• ACTION ITEM: Return every line of the records that includes the string "errors".

====================

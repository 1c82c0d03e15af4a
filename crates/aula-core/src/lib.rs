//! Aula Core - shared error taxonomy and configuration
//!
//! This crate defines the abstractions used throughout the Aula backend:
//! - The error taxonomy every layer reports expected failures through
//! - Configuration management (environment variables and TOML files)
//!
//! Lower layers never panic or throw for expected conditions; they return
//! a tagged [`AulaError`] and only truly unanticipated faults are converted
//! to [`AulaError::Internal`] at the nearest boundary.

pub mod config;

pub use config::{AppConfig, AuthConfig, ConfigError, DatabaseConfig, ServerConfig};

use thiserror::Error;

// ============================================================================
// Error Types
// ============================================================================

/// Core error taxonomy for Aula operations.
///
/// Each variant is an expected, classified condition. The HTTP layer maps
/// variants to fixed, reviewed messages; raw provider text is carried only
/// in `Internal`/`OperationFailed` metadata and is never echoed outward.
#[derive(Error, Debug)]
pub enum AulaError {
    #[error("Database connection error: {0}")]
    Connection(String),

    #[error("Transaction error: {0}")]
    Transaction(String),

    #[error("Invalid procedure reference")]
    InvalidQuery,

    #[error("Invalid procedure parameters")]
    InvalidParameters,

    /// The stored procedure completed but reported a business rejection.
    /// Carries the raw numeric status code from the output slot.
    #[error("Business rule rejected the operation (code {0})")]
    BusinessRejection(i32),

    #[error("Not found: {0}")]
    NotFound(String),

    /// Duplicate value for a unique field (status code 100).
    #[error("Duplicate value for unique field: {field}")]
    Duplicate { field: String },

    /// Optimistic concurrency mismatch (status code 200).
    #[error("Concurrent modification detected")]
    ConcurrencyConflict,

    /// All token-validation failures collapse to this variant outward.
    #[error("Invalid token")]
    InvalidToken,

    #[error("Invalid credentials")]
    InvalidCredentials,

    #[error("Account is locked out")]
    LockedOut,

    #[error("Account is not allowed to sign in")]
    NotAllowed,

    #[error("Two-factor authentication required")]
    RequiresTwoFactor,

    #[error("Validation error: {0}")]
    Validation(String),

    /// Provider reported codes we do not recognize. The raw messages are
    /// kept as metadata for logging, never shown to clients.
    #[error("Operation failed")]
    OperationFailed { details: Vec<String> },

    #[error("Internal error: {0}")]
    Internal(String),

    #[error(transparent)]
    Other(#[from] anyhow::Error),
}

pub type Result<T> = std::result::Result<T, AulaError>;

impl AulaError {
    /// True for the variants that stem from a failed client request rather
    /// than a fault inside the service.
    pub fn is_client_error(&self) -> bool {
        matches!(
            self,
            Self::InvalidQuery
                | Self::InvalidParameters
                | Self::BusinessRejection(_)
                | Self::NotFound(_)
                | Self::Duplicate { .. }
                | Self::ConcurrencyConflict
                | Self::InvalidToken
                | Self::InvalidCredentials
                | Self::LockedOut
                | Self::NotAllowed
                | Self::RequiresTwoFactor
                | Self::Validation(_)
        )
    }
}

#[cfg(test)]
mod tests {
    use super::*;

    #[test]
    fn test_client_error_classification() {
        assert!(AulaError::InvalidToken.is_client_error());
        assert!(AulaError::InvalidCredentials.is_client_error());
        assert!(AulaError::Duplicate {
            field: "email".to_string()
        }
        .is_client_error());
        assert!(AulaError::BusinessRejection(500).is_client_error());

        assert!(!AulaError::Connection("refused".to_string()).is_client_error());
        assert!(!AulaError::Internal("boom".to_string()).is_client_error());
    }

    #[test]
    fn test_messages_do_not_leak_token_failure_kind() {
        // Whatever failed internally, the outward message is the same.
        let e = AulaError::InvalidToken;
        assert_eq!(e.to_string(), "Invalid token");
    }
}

====================

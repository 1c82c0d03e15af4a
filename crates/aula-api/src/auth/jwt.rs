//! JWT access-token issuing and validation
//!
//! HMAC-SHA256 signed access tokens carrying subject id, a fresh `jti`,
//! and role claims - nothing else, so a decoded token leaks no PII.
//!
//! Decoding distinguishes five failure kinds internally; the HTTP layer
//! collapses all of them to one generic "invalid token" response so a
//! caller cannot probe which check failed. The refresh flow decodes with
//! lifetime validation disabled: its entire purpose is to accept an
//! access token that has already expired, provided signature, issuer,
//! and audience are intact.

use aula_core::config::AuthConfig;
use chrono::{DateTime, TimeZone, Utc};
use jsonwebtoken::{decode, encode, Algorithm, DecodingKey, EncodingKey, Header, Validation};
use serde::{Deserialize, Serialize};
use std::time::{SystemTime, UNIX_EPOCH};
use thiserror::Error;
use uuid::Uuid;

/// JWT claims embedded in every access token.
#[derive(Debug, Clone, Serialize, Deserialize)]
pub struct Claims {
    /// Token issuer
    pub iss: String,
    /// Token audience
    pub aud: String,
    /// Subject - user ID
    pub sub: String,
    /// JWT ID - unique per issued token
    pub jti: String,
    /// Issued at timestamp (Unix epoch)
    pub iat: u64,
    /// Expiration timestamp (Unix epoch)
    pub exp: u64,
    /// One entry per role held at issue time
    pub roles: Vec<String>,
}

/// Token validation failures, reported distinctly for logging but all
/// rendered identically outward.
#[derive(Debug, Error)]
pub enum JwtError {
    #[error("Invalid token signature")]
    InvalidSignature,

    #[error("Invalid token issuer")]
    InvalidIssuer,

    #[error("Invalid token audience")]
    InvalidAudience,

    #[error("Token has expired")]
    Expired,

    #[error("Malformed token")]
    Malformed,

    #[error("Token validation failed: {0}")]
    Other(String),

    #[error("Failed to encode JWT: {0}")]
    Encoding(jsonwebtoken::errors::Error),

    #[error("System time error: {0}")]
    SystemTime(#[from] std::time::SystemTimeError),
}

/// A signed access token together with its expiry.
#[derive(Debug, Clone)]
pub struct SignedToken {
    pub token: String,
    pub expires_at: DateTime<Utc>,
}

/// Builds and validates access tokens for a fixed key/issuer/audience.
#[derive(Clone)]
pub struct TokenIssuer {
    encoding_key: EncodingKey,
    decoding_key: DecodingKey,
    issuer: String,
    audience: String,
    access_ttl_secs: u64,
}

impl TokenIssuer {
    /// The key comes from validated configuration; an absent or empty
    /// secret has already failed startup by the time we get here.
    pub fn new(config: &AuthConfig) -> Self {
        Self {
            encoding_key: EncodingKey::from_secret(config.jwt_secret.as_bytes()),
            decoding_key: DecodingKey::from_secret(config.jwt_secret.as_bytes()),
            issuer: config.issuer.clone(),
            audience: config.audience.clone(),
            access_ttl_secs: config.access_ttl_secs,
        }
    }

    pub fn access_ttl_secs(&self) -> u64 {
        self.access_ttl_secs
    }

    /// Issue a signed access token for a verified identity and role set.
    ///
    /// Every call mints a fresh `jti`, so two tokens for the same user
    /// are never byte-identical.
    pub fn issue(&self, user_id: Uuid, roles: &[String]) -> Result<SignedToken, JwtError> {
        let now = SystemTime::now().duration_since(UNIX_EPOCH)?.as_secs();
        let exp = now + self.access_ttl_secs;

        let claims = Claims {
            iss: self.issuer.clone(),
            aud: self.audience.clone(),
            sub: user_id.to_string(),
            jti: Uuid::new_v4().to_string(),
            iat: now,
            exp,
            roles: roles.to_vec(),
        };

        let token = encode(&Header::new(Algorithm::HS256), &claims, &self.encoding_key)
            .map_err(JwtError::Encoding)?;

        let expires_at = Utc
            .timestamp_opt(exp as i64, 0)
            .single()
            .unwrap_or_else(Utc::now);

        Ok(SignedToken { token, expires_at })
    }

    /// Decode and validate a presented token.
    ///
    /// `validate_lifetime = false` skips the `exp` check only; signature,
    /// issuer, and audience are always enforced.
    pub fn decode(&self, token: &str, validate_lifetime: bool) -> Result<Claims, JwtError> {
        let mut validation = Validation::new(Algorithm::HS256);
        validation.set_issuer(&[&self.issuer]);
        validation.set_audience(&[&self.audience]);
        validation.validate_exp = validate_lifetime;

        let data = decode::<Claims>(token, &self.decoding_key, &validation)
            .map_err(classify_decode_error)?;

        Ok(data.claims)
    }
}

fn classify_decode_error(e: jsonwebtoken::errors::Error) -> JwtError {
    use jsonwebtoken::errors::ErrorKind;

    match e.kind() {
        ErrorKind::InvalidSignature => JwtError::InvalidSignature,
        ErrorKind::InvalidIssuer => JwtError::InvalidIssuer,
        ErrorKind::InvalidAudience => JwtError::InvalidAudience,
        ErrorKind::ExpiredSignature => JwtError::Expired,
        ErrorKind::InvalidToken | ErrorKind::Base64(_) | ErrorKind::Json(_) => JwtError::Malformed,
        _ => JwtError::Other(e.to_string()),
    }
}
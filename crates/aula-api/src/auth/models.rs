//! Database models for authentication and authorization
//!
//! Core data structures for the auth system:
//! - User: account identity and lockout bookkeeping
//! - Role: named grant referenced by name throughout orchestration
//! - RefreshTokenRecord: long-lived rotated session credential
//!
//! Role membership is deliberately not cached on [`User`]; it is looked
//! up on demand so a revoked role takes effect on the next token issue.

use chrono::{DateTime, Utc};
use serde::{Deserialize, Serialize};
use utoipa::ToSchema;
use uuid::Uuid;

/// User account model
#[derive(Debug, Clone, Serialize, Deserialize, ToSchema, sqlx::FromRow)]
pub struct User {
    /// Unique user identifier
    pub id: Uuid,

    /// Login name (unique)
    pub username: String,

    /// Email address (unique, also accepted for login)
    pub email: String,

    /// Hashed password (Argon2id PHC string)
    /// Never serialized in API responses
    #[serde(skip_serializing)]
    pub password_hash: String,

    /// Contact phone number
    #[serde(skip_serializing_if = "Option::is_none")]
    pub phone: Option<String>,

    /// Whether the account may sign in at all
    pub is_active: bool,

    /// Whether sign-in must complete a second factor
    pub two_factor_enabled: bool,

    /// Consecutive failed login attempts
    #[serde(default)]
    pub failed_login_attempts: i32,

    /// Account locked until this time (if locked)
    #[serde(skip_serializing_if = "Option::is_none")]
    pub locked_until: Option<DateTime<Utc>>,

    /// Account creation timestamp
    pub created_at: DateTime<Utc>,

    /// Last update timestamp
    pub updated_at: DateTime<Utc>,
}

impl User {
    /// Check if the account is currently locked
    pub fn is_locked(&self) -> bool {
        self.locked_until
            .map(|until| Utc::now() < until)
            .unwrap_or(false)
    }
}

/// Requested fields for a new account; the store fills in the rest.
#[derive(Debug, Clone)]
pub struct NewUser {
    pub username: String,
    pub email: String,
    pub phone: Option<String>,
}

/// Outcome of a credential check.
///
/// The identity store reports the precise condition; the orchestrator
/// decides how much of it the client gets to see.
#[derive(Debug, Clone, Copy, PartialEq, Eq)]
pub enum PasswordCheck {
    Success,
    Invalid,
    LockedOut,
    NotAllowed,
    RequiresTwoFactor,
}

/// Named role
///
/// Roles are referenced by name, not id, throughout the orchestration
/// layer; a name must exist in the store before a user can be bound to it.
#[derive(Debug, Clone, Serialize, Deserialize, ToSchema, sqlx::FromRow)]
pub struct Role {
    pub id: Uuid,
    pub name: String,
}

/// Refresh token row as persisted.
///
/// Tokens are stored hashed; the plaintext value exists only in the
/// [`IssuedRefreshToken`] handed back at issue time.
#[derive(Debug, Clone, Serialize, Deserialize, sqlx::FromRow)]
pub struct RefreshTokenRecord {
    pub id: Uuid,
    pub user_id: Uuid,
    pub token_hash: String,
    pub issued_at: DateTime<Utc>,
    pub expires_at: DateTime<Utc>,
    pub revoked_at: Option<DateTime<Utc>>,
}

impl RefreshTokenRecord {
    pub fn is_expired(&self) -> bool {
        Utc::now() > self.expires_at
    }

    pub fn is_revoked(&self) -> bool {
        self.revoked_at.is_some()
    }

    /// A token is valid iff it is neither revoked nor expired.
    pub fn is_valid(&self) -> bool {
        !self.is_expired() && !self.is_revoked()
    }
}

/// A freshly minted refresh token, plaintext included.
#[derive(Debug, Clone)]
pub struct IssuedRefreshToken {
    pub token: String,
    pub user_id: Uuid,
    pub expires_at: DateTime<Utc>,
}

====================

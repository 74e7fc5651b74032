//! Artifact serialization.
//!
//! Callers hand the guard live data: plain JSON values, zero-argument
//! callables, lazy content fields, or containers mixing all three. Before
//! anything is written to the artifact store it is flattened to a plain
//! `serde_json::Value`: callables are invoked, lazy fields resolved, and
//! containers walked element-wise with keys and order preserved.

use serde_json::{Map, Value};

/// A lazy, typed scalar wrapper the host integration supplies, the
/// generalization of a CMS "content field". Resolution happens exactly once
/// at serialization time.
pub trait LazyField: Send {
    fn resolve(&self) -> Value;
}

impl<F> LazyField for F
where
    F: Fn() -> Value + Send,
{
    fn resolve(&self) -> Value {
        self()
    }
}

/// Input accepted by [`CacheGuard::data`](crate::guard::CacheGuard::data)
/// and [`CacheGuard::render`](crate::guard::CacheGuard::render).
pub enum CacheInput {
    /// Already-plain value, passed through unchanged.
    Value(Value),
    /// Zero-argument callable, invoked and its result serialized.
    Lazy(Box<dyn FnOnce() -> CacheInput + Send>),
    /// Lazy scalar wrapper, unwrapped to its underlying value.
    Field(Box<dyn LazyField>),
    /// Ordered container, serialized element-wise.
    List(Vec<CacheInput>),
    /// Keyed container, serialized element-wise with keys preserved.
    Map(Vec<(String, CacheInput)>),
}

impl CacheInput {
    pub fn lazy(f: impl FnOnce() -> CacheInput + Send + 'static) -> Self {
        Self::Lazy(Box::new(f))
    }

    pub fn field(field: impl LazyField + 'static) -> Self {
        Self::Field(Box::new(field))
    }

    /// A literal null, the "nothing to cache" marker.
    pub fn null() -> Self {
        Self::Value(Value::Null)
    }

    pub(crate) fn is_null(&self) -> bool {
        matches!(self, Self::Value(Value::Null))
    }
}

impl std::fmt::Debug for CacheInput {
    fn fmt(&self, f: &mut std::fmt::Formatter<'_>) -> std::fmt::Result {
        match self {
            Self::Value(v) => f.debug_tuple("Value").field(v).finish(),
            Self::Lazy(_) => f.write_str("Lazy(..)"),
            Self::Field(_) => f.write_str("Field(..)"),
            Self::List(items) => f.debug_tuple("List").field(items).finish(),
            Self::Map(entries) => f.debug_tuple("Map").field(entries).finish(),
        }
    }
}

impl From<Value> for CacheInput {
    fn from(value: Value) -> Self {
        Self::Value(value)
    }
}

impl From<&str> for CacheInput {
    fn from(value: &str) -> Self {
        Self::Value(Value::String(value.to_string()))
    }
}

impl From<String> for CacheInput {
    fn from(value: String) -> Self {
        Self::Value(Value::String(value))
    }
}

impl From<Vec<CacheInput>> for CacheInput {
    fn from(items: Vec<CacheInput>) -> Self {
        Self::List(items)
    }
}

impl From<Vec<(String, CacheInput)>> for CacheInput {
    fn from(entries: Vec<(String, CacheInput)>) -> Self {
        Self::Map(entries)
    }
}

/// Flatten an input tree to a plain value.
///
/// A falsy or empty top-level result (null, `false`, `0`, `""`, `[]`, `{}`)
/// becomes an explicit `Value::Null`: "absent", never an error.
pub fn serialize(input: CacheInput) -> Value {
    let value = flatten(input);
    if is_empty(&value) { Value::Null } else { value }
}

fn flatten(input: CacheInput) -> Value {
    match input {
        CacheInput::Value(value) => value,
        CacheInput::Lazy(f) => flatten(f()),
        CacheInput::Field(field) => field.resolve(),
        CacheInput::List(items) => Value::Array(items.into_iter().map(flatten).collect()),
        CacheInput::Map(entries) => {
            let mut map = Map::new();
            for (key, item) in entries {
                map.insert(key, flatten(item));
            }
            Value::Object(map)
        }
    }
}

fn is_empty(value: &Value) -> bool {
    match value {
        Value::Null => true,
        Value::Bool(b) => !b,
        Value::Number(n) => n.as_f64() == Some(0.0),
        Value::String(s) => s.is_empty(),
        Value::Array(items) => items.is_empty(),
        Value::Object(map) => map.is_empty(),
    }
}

====================

• ANSWER SECTION:
    Encoding(jsonwebtoken::errors::Error),
fn classify_decode_error(e: jsonwebtoken::errors::Error) -> JwtError {
    use jsonwebtoken::errors::ErrorKind;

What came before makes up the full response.